:: INPUT DATA

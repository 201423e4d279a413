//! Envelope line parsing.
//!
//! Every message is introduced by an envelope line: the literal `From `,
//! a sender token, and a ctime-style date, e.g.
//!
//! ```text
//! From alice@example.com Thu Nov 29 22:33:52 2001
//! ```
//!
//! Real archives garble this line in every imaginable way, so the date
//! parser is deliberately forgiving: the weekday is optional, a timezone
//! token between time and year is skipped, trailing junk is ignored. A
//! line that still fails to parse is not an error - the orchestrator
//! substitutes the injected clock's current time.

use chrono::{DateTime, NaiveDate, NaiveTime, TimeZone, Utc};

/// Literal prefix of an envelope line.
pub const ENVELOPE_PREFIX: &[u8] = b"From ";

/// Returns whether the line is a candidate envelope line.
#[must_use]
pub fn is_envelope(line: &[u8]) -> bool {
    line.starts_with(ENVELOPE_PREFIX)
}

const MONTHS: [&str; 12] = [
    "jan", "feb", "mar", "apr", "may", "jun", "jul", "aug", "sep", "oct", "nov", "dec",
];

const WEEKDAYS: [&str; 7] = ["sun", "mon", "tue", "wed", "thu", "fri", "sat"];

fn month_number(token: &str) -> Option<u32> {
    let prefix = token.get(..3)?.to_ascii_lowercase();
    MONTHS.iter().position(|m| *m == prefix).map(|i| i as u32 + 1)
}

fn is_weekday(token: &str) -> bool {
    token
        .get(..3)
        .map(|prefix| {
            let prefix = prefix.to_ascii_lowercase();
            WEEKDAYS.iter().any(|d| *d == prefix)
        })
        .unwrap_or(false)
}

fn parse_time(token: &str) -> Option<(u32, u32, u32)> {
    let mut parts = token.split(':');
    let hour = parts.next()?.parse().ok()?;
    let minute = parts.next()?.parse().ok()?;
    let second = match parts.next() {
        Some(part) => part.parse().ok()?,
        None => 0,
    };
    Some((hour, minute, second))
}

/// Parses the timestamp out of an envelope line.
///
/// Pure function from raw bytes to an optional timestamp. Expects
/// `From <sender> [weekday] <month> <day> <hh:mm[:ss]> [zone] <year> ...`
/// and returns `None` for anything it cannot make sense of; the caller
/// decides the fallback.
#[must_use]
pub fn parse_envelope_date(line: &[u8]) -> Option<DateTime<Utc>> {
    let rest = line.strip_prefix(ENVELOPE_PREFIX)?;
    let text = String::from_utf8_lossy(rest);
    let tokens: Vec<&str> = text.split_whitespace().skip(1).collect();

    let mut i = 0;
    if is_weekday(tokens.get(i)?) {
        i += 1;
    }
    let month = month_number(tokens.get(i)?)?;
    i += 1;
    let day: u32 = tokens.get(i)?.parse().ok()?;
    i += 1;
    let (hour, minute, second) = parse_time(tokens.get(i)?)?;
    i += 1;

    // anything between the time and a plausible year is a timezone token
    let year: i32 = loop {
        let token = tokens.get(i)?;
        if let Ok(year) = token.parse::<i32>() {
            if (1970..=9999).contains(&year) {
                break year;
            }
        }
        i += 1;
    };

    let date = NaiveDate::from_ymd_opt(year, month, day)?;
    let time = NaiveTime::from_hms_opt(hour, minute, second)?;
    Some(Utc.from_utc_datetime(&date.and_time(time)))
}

::::
:: INPUT DATA

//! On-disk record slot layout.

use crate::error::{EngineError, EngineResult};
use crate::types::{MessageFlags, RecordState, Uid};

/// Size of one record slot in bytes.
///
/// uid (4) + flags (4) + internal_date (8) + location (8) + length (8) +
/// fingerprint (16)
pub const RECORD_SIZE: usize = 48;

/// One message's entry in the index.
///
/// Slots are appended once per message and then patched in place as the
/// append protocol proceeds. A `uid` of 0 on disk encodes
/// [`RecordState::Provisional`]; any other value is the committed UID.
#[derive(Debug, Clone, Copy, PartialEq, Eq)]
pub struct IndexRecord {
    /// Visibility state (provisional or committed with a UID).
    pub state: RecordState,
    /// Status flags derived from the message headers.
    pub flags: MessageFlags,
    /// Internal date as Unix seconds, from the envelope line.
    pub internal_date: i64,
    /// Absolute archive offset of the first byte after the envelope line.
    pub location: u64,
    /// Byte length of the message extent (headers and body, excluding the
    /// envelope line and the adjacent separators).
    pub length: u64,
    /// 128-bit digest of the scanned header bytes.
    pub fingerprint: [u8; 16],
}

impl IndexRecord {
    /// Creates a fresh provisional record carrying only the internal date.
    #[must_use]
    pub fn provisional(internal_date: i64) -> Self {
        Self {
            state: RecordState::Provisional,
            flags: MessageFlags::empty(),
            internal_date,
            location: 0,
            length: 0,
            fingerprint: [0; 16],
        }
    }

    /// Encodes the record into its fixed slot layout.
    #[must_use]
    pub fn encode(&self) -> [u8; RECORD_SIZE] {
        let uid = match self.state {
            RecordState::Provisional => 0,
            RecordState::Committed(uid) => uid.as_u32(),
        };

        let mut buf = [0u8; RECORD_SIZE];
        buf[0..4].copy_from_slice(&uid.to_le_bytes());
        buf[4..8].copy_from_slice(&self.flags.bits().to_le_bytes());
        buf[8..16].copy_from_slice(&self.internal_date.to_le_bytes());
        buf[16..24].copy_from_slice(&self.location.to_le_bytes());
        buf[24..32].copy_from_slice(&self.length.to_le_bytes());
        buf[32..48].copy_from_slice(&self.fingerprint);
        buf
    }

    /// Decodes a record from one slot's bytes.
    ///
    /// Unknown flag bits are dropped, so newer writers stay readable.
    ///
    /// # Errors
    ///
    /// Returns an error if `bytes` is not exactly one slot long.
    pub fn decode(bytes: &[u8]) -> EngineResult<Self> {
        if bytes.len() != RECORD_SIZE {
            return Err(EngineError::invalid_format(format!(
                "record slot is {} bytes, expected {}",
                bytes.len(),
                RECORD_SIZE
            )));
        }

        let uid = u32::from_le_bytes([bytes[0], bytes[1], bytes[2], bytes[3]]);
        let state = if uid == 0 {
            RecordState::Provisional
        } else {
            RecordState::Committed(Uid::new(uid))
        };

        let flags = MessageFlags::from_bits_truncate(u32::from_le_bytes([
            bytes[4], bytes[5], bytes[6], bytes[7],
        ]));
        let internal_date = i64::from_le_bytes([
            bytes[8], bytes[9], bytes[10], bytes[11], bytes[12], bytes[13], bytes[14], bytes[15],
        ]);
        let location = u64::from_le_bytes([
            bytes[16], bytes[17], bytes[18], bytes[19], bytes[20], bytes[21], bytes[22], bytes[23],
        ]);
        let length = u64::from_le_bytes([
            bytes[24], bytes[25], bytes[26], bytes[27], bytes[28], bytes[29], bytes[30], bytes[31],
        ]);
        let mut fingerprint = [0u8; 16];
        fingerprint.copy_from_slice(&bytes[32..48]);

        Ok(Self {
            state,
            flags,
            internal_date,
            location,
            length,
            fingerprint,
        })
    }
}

::::

### EXERCISE
Please give again the lines above between the line holding "repository 201423e4d279a413" and the line holding "fn month_number(token: &str)", inclusive, exactly as they are and with nothing added.

### TASK ANSWER
repository 201423e4d279a413
//! Envelope line parsing.
//!
//! Every message is introduced by an envelope line: the literal `From `,
//! a sender token, and a ctime-style date, e.g.
//!
//! ```text
//! From alice@example.com Thu Nov 29 22:33:52 2001
//! ```
//!
//! Real archives garble this line in every imaginable way, so the date
//! parser is deliberately forgiving: the weekday is optional, a timezone
//! token between time and year is skipped, trailing junk is ignored. A
//! line that still fails to parse is not an error - the orchestrator
//! substitutes the injected clock's current time.

use chrono::{DateTime, NaiveDate, NaiveTime, TimeZone, Utc};

/// Literal prefix of an envelope line.
pub const ENVELOPE_PREFIX: &[u8] = b"From ";

/// Returns whether the line is a candidate envelope line.
#[must_use]
pub fn is_envelope(line: &[u8]) -> bool {
    line.starts_with(ENVELOPE_PREFIX)
}

const MONTHS: [&str; 12] = [
    "jan", "feb", "mar", "apr", "may", "jun", "jul", "aug", "sep", "oct", "nov", "dec",
];

const WEEKDAYS: [&str; 7] = ["sun", "mon", "tue", "wed", "thu", "fri", "sat"];

fn month_number(token: &str) -> Option<u32> {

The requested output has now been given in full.